A Receita Federal revogou a instrução normativa que ampliava o monitoramento de transações financeiras, abrangendo bancos digitais, fintechs e instituições de pagamento. Em substituição, o governo editará uma medida provisória (MP) que proíbe a cobrança diferenciada entre pagamentos via Pix e em dinheiro.
O anúncio foi feito pelo ministro da Fazenda, Fernando Haddad, e pelo secretário especial da Receita Federal, Robinson Barreirinhas. A medida provisória reforça princípios constitucionais relacionados ao Pix, como sigilo bancário, gratuidade para pessoas físicas e a isenção de impostos nas transferências.
“Revogamos a norma por dois motivos: eliminar a desinformação que virou arma nas mãos de criminosos e evitar impactos na tramitação da MP”, explicou Barreirinhas.
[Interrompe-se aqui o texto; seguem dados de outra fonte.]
//! Zero-downtime hot swapping of running components.
//!
//! Each component key owns a slot holding the active component behind
//! a readers-writer lock plus an in-flight counter. Swaps prepare a
//! candidate off to the side, drain in-flight work, then cut over with
//! a single atomic assignment under the slot's swap lock, so readers
//! always see a fully-old or fully-new component.

use std::collections::HashMap;
use std::sync::atomic::{AtomicUsize, Ordering};
use std::sync::Arc;
use std::time::Duration;

use chrono::{DateTime, Utc};
use futures::future::BoxFuture;
use serde::Serialize;
use tokio::sync::{Mutex, RwLock};
use tracing::{error, info, warn};
use uuid::Uuid;

use crate::models::ComponentKey;

const MAX_HISTORY: usize = 256;
const DRAIN_POLL_INTERVAL: Duration = Duration::from_millis(100);

#[derive(Debug, thiserror::Error)]
pub enum SwapError {
    #[error("no component installed for {0}")]
    UnknownComponent(ComponentKey),
    #[error("no prepared swap for {0}")]
    NoPreparedSwap(ComponentKey),
    #[error("health check failed for {0}")]
    HealthCheckFailed(ComponentKey),
}

/// Lifecycle of one swap attempt.
#[derive(Debug, Clone, Copy, PartialEq, Eq, Serialize)]
#[serde(rename_all = "snake_case")]
pub enum SwapState {
    Pending,
    Preparing,
    Ready,
    Swapping,
    Completed,
    Failed,
    RolledBack,
    Cancelled,
}

impl SwapState {
    pub fn as_str(&self) -> &'static str {
        match self {
            SwapState::Pending => "pending",
            SwapState::Preparing => "preparing",
            SwapState::Ready => "ready",
            SwapState::Swapping => "swapping",
            SwapState::Completed => "completed",
            SwapState::Failed => "failed",
            SwapState::RolledBack => "rolled_back",
            SwapState::Cancelled => "cancelled",
        }
    }

    pub fn is_terminal(&self) -> bool {
        matches!(
            self,
            SwapState::Completed | SwapState::Failed | SwapState::RolledBack | SwapState::Cancelled
        )
    }
}

/// Audit record for one swap attempt.
#[derive(Debug, Clone, Serialize)]
pub struct SwapRecord {
    pub swap_id: Uuid,
    pub key: ComponentKey,
    pub old_version: String,
    pub new_version: String,
    pub state: SwapState,
    pub started_at: DateTime<Utc>,
    pub finished_at: Option<DateTime<Utc>>,
    /// Set when the swap proceeded despite in-flight requests after
    /// the drain window was exhausted. A warning, not a failure.
    pub forced: bool,
    pub error: Option<String>,
}

/// Async health probe run against a candidate before and after
/// activation.
pub type HealthProbe<T> = Box<dyn Fn(Arc<T>) -> BoxFuture<'static, bool> + Send + Sync>;

struct ActiveComponent<T: ?Sized> {
    component: Arc<T>,
    version: String,
}

struct PendingSwap<T: ?Sized> {
    swap_id: Uuid,
    component: Arc<T>,
    version: String,
    probe: Option<HealthProbe<T>>,
}

struct Slot<T: ?Sized> {
    active: RwLock<ActiveComponent<T>>,
    in_flight: AtomicUsize,
    /// Serializes swap execution for this key.
    swap_lock: Mutex<()>,
    pending: Mutex<Option<PendingSwap<T>>>,
}

/// RAII handle to the active component. Holding the guard counts as
/// one in-flight use; the drain logic in [`HotSwapManager::execute_swap`]
/// observes the count, and dropping the guard (on every exit path)
/// releases it.
pub struct ComponentGuard<T: ?Sized> {
    component: Arc<T>,
    version: String,
    slot: Arc<Slot<T>>,
}

impl<T: ?Sized> ComponentGuard<T> {
    pub fn component(&self) -> &Arc<T> {
        &self.component
    }

    pub fn version(&self) -> &str {
        &self.version
    }
}

impl<T: ?Sized> std::ops::Deref for ComponentGuard<T> {
    type Target = T;

    fn deref(&self) -> &T {
        &self.component
    }
}

impl<T: ?Sized> Drop for ComponentGuard<T> {
    fn drop(&mut self) {
        self.slot.in_flight.fetch_sub(1, Ordering::AcqRel);
    }
}

/// Swap counters for `statistics()`.
#[derive(Debug, Clone, Default, Serialize)]
pub struct SwapStats {
    pub installed: usize,
    pub total_swaps: usize,
    pub completed: usize,
    pub rolled_back: usize,
    pub forced: usize,
}

/// Manages the active component per key and mediates every change to
/// the active set. Generic over the component contract; the pipeline
/// instantiates one manager for extractors and one for knowledge bases.
pub struct HotSwapManager<T: ?Sized + Send + Sync + 'static> {
    slots: RwLock<HashMap<ComponentKey, Arc<Slot<T>>>>,
    history: RwLock<Vec<SwapRecord>>,
}

impl<T: ?Sized + Send + Sync + 'static> Default for HotSwapManager<T> {
    fn default() -> Self {
        Self::new()
    }
}

impl<T: ?Sized + Send + Sync + 'static> HotSwapManager<T> {
    pub fn new() -> Self {
        Self {
            slots: RwLock::new(HashMap::new()),
            history: RwLock::new(Vec::new()),
        }
    }

    /// Install (or replace outright) the active component for a key.
    /// Initial registration path; live replacement goes through
    /// `prepare_swap` + `execute_swap`.
    pub async fn install(&self, key: ComponentKey, component: Arc<T>, version: impl Into<String>) {
        let version = version.into();
        let mut slots = self.slots.write().await;
        match slots.get(&key) {
            Some(slot) => {
                let mut active = slot.active.write().await;
                active.component = component;
                active.version = version;
            }
            None => {
                slots.insert(
                    key,
                    Arc::new(Slot {
                        active: RwLock::new(ActiveComponent { component, version }),
                        in_flight: AtomicUsize::new(0),
                        swap_lock: Mutex::new(()),
                        pending: Mutex::new(None),
                    }),
                );
            }
        }
    }

    /// Remove a key's slot entirely. Outstanding guards stay valid;
    /// they hold their own reference to the component.
    pub async fn uninstall(&self, key: &ComponentKey) -> bool {
        self.slots.write().await.remove(key).is_some()
    }

    pub async fn is_installed(&self, key: &ComponentKey) -> bool {
        self.slots.read().await.contains_key(key)
    }

    async fn slot(&self, key: &ComponentKey) -> Result<Arc<Slot<T>>, SwapError> {
        self.slots
            .read()
            .await
            .get(key)
            .cloned()
            .ok_or_else(|| SwapError::UnknownComponent(key.clone()))
    }

    /// The only sanctioned read path to an active component.
    pub async fn use_component(&self, key: &ComponentKey) -> Result<ComponentGuard<T>, SwapError> {
        let slot = self.slot(key).await?;
        slot.in_flight.fetch_add(1, Ordering::AcqRel);
        let active = slot.active.read().await;
        let guard = ComponentGuard {
            component: active.component.clone(),
            version: active.version.clone(),
            slot: slot.clone(),
        };
        drop(active);
        Ok(guard)
    }

    pub async fn active_version(&self, key: &ComponentKey) -> Option<String> {
        let slot = self.slot(key).await.ok()?;
        let active = slot.active.read().await;
        Some(active.version.clone())
    }

    pub async fn in_flight(&self, key: &ComponentKey) -> usize {
        match self.slot(key).await {
            Ok(slot) => slot.in_flight.load(Ordering::Acquire),
            Err(_) => 0,
        }
    }

    async fn push_record(&self, record: SwapRecord) {
        let mut history = self.history.write().await;
        history.push(record);
        if history.len() > MAX_HISTORY {
            let excess = history.len() - MAX_HISTORY;
            history.drain(..excess);
        }
    }

    async fn update_record(&self, swap_id: Uuid, update: impl FnOnce(&mut SwapRecord)) {
        let mut history = self.history.write().await;
        if let Some(record) = history.iter_mut().find(|r| r.swap_id == swap_id) {
            update(record);
        }
    }

    async fn record_by_id(&self, swap_id: Uuid) -> Option<SwapRecord> {
        self.history
            .read()
            .await
            .iter()
            .find(|r| r.swap_id == swap_id)
            .cloned()
    }

    /// Stage a candidate for a key without activating it. Runs the
    /// optional health probe; a probe failure ends at FAILED with the
    /// active component untouched.
    pub async fn prepare_swap(
        &self,
        key: &ComponentKey,
        component: Arc<T>,
        version: impl Into<String>,
        probe: Option<HealthProbe<T>>,
    ) -> Result<SwapRecord, SwapError> {
        let version = version.into();
        let slot = self.slot(key).await?;
        let old_version = slot.active.read().await.version.clone();

        let swap_id = Uuid::new_v4();
        self.push_record(SwapRecord {
            swap_id,
            key: key.clone(),
            old_version,
            new_version: version.clone(),
            state: SwapState::Pending,
            started_at: Utc::now(),
            finished_at: None,
            forced: false,
            error: None,
        })
        .await;
        self.update_record(swap_id, |r| r.state = SwapState::Preparing)
            .await;

        if let Some(probe) = &probe {
            if !probe(component.clone()).await {
                self.update_record(swap_id, |r| {
                    r.state = SwapState::Failed;
                    r.finished_at = Some(Utc::now());
                    r.error = Some("health probe failed during prepare".to_string());
                })
                .await;
                warn!("Swap candidate {} v{} failed its health probe", key, version);
                return Err(SwapError::HealthCheckFailed(key.clone()));
            }
        }

        *slot.pending.lock().await = Some(PendingSwap {
            swap_id,
            component,
            version: version.clone(),
            probe,
        });
        self.update_record(swap_id, |r| r.state = SwapState::Ready).await;
        info!("Swap for {} prepared: -> v{}", key, version);
        Ok(self.record_by_id(swap_id).await.expect("record just pushed"))
    }

    /// Discard a prepared candidate.
    pub async fn cancel_swap(&self, key: &ComponentKey) -> Result<SwapRecord, SwapError> {
        let slot = self.slot(key).await?;
        let pending = slot
            .pending
            .lock()
            .await
            .take()
            .ok_or_else(|| SwapError::NoPreparedSwap(key.clone()))?;
        self.update_record(pending.swap_id, |r| {
            r.state = SwapState::Cancelled;
            r.finished_at = Some(Utc::now());
        })
        .await;
        info!("Swap for {} cancelled", key);
        Ok(self
            .record_by_id(pending.swap_id)
            .await
            .expect("record exists"))
    }

    /// Execute a prepared swap: wait `grace`, drain in-flight work up
    /// to `max_wait`, then cut over. The cut-over itself is a single
    /// assignment under the slot's swap lock. If the activation probe
    /// rejects the new component, the previous one is restored and the
    /// swap ends ROLLED_BACK.
    pub async fn execute_swap(
        &self,
        key: &ComponentKey,
        grace: Duration,
        max_wait: Duration,
    ) -> Result<SwapRecord, SwapError> {
        let slot = self.slot(key).await?;
        let _swap_serial = slot.swap_lock.lock().await;

        let pending = slot
            .pending
            .lock()
            .await
            .take()
            .ok_or_else(|| SwapError::NoPreparedSwap(key.clone()))?;
        let swap_id = pending.swap_id;
        self.update_record(swap_id, |r| r.state = SwapState::Swapping).await;

        tokio::time::sleep(grace).await;

        let drain_start = tokio::time::Instant::now();
        while slot.in_flight.load(Ordering::Acquire) > 0 && drain_start.elapsed() < max_wait {
            tokio::time::sleep(DRAIN_POLL_INTERVAL).await;
        }
        let remaining = slot.in_flight.load(Ordering::Acquire);
        let forced = remaining > 0;
        if forced {
            warn!(
                "Swap for {} proceeding with {} requests still in flight after {:?}",
                key, remaining, max_wait
            );
        }

        // Atomic cut-over: readers see fully-old or fully-new.
        let old = {
            let mut active = slot.active.write().await;
            std::mem::replace(
                &mut *active,
                ActiveComponent {
                    component: pending.component.clone(),
                    version: pending.version.clone(),
                },
            )
        };

        // Activation check. A candidate that passed prepare but cannot
        // serve once active is rolled back.
        if let Some(probe) = &pending.probe {
            if !probe(pending.component.clone()).await {
                let mut active = slot.active.write().await;
                *active = old;
                drop(active);
                self.update_record(swap_id, |r| {
                    r.state = SwapState::RolledBack;
                    r.finished_at = Some(Utc::now());
                    r.error = Some("activation probe failed, previous component restored".to_string());
                })
                .await;
                error!("Swap for {} rolled back: activation probe failed", key);
                return Ok(self.record_by_id(swap_id).await.expect("record exists"));
            }
        }

        self.update_record(swap_id, |r| {
            r.state = SwapState::Completed;
            r.finished_at = Some(Utc::now());
            r.forced = forced;
        })
        .await;
        info!(
            "Swap for {} completed: v{} active{}",
            key,
            pending.version,
            if forced { " (forced)" } else { "" }
        );
        Ok(self.record_by_id(swap_id).await.expect("record exists"))
    }

    /// Swap history, most recent last. `key` filters to one component.
    pub async fn history(&self, key: Option<&ComponentKey>) -> Vec<SwapRecord> {
        let history = self.history.read().await;
        match key {
            Some(key) => history.iter().filter(|r| &r.key == key).cloned().collect(),
            None => history.clone(),
        }
    }

    pub async fn stats(&self) -> SwapStats {
        let history = self.history.read().await;
        SwapStats {
            installed: self.slots.read().await.len(),
            total_swaps: history.len(),
            completed: history
                .iter()
                .filter(|r| r.state == SwapState::Completed)
                .count(),
            rolled_back: history
                .iter()
                .filter(|r| r.state == SwapState::RolledBack)
                .count(),
            forced: history.iter().filter(|r| r.forced).count(),
        }
    }
}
Com a nova MP, práticas como a cobrança de valores mais altos para pagamentos via Pix serão proibidas. Para Haddad, a iniciativa busca acabar com a disseminação de fake news que geraram polêmica em torno do tema desde o início do ano.
“O Pix agora terá as mesmas condições do pagamento em dinheiro. Não será permitido cobrar a mais por transações realizadas via Pix”, afirmou Haddad.
A MP também esclarece a legislação vigente, reforçando que o Pix segue protegido pelo sigilo bancário e garantindo que todos os princípios constitucionais relacionados ao sistema sejam respeitados. “Nosso objetivo é salvaguardar a economia popular e proteger as finanças de pequenos comerciantes e consumidores”, concluiu Haddad.